What is required
Nothing after the line containing "whoever owns the" belongs in the answer; write out exactly every line from the start of the material up to it, including it.

▶

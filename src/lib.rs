//! Signaling relay for browser peers: named rooms plus offer/answer/candidate
//! routing between connections. Media never passes through here.

pub mod config;
pub mod signaling;
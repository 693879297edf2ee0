use serde_json::{Map, Value};
use tokio::sync::mpsc;
use tracing::{debug, info, warn};

use super::messages::{InboundMessage, MessageKind, ServerMessage, stamp_relay};
use super::registry::{ClientRegistry, RoomRegistry};
use super::session::Session;
use super::types::{ClientId, OutboundMessage, RoomId, SignalingError};

/// What happens to a room once its last member leaves
#[derive(Debug, Clone, Copy, PartialEq, Eq, Default)]
pub enum RoomPolicy {
    #[default]
    DeleteWhenEmpty,
    /// Empty rooms stay listed until the process exits
    KeepEmpty,
}

/// Owns both registries and runs every protocol handler.
///
/// Each call runs to completion without awaiting, so whoever owns the
/// router (the actor task) gets the ordering guarantees for free.
#[derive(Debug, Default)]
pub struct Router {
    clients: ClientRegistry,
    rooms: RoomRegistry,
    policy: RoomPolicy,
}

impl Router {
    pub fn new(policy: RoomPolicy) -> Self {
        Self {
            clients: ClientRegistry::new(),
            rooms: RoomRegistry::new(),
            policy,
        }
    }

    pub fn clients(&self) -> &ClientRegistry {
        &self.clients
    }

    pub fn rooms(&self) -> &RoomRegistry {
        &self.rooms
    }

    /// Register a new connection and hand back its id
    pub fn connect(&mut self, tx: mpsc::UnboundedSender<OutboundMessage>) -> ClientId {
        let id = self.clients.allocate_id();
        self.clients.register(Session::new(id, tx));
        info!("Peer {} connected ({} online)", id, self.clients.len());
        id
    }

    /// Leave the current room (if any) and forget the session
    pub fn disconnect(&mut self, id: ClientId) -> bool {
        match self.handle_leave(id) {
            Ok(()) | Err(SignalingError::NotInRoom) => {}
            Err(e) => warn!("Leave on disconnect failed for {}: {}", id, e),
        }

        let removed = self.clients.deregister(&id).is_some();
        if removed {
            info!("Peer {} disconnected ({} online)", id, self.clients.len());
        }
        removed
    }

    /// Route one inbound message. Logical failures are logged and dropped;
    /// the sender never hears about them.
    pub fn dispatch(&mut self, from: ClientId, message: InboundMessage) {
        let kind = message.kind();

        let result = match message {
            InboundMessage::Name { name } => self.handle_name(from, name),
            InboundMessage::Create { name } => self.handle_create(from, name),
            InboundMessage::Join { room } => self.handle_join(from, &room),
            InboundMessage::Leave => self.handle_leave(from),
            InboundMessage::Relay { kind, to, payload } => {
                self.handle_relay(from, kind, &to, payload)
            }
            InboundMessage::Unknown { kind } => Err(SignalingError::UnknownType(kind)),
        };

        match result {
            Ok(()) => {}
            Err(SignalingError::UnknownType(kind)) => {
                warn!("Unknown message type {:?} from {}", kind, from);
            }
            Err(e) => {
                let kind = kind.map_or("?", MessageKind::as_str);
                debug!("Ignored {} from {}: {}", kind, from, e);
            }
        }
    }

    fn handle_name(&mut self, from: ClientId, name: String) -> Result<(), SignalingError> {
        let session = self
            .clients
            .lookup_mut(&from)
            .ok_or_else(|| unknown_session(from))?;

        debug!("Peer {} is now {:?}", from, name);
        session.set_name(name);

        session.send(&ServerMessage::Rooms {
            rooms: self.rooms.summaries(),
        })
    }

    fn handle_create(&mut self, from: ClientId, name: String) -> Result<(), SignalingError> {
        if self.clients.lookup(&from).is_none() {
            return Err(unknown_session(from));
        }

        let room_id = self.rooms.create(name);
        info!("Room created: {} by peer {}", room_id, from);

        match self.join_room(from, room_id) {
            Err(e @ SignalingError::AlreadyInRoom(_))
                if self.policy == RoomPolicy::DeleteWhenEmpty =>
            {
                self.rooms.remove(&room_id);
                info!("Room {} removed (creator already in a room)", room_id);
                Err(e)
            }
            other => other,
        }
    }

    fn handle_join(&mut self, from: ClientId, room: &str) -> Result<(), SignalingError> {
        let room_id =
            RoomId::parse(room).ok_or_else(|| SignalingError::RoomNotFound(room.to_string()))?;
        self.join_room(from, room_id)
    }

    fn join_room(&mut self, from: ClientId, room_id: RoomId) -> Result<(), SignalingError> {
        let session = self
            .clients
            .lookup_mut(&from)
            .ok_or_else(|| unknown_session(from))?;

        if let Some(current) = session.room() {
            return Err(SignalingError::AlreadyInRoom(current));
        }

        let room = self
            .rooms
            .get_mut(&room_id)
            .ok_or_else(|| SignalingError::RoomNotFound(room_id.to_string()))?;

        // taken before the caller is added
        session.send(&ServerMessage::Clients {
            id: room_id,
            clients: room.snapshot(),
        })?;

        session.enter_room(room_id)?;
        room.add_member(from, session.name().map(str::to_string));

        info!("Peer {} joined room {} ({} members)", from, room_id, room.len());
        Ok(())
    }

    fn handle_leave(&mut self, from: ClientId) -> Result<(), SignalingError> {
        let session = self
            .clients
            .lookup(&from)
            .ok_or_else(|| unknown_session(from))?;
        let room_id = session.room().ok_or(SignalingError::NotInRoom)?;

        let left = ServerMessage::Left {
            id: from,
            name: session.name().map(str::to_string),
        }
        .encode()?;

        let now_empty = match self.rooms.get_mut(&room_id) {
            Some(room) => {
                room.remove_member(&from);
                for member in room.member_ids() {
                    match self.clients.lookup(&member) {
                        Some(peer) => {
                            peer.deliver(left.clone());
                        }
                        None => warn!("Room {} lists offline peer {}", room_id, member),
                    }
                }
                room.is_empty()
            }
            None => {
                warn!("Peer {} was in missing room {}", from, room_id);
                false
            }
        };

        if let Some(session) = self.clients.lookup_mut(&from) {
            session.exit_room();
        }
        info!("Peer {} left room {}", from, room_id);

        if now_empty && self.policy == RoomPolicy::DeleteWhenEmpty {
            self.rooms.remove(&room_id);
            info!("Room {} removed (empty)", room_id);
        }

        Ok(())
    }

    fn handle_relay(
        &self,
        from: ClientId,
        kind: MessageKind,
        to: &str,
        payload: Map<String, Value>,
    ) -> Result<(), SignalingError> {
        let sender = self
            .clients
            .lookup(&from)
            .ok_or_else(|| unknown_session(from))?;

        let destination = ClientId::parse(to)
            .and_then(|id| self.clients.lookup(&id))
            .ok_or_else(|| SignalingError::DestinationOffline(to.to_string()))?;

        let outbound = stamp_relay(payload, from, sender.name())?;
        if !destination.deliver(outbound) {
            return Err(SignalingError::DestinationOffline(to.to_string()));
        }

        debug!("Relayed {} from {} to {}", kind.as_str(), from, to);
        Ok(())
    }
}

◀

Your solution
filename src/lib.rs
//! Signaling relay for browser peers: named rooms plus offer/answer/candidate
//! routing between connections. Media never passes through here.

pub mod config;
pub mod signaling;
repository 693879297edf2ee0
use serde_json::{Map, Value};
use tokio::sync::mpsc;
use tracing::{debug, info, warn};

use super::messages::{InboundMessage, MessageKind, ServerMessage, stamp_relay};
use super::registry::{ClientRegistry, RoomRegistry};
use super::session::Session;
use super::types::{ClientId, OutboundMessage, RoomId, SignalingError};

/// What happens to a room once its last member leaves
#[derive(Debug, Clone, Copy, PartialEq, Eq, Default)]
pub enum RoomPolicy {
    #[default]
    DeleteWhenEmpty,
    /// Empty rooms stay listed until the process exits
    KeepEmpty,
}

/// Owns both registries and runs every protocol handler.
///
/// Each call runs to completion without awaiting, so whoever owns the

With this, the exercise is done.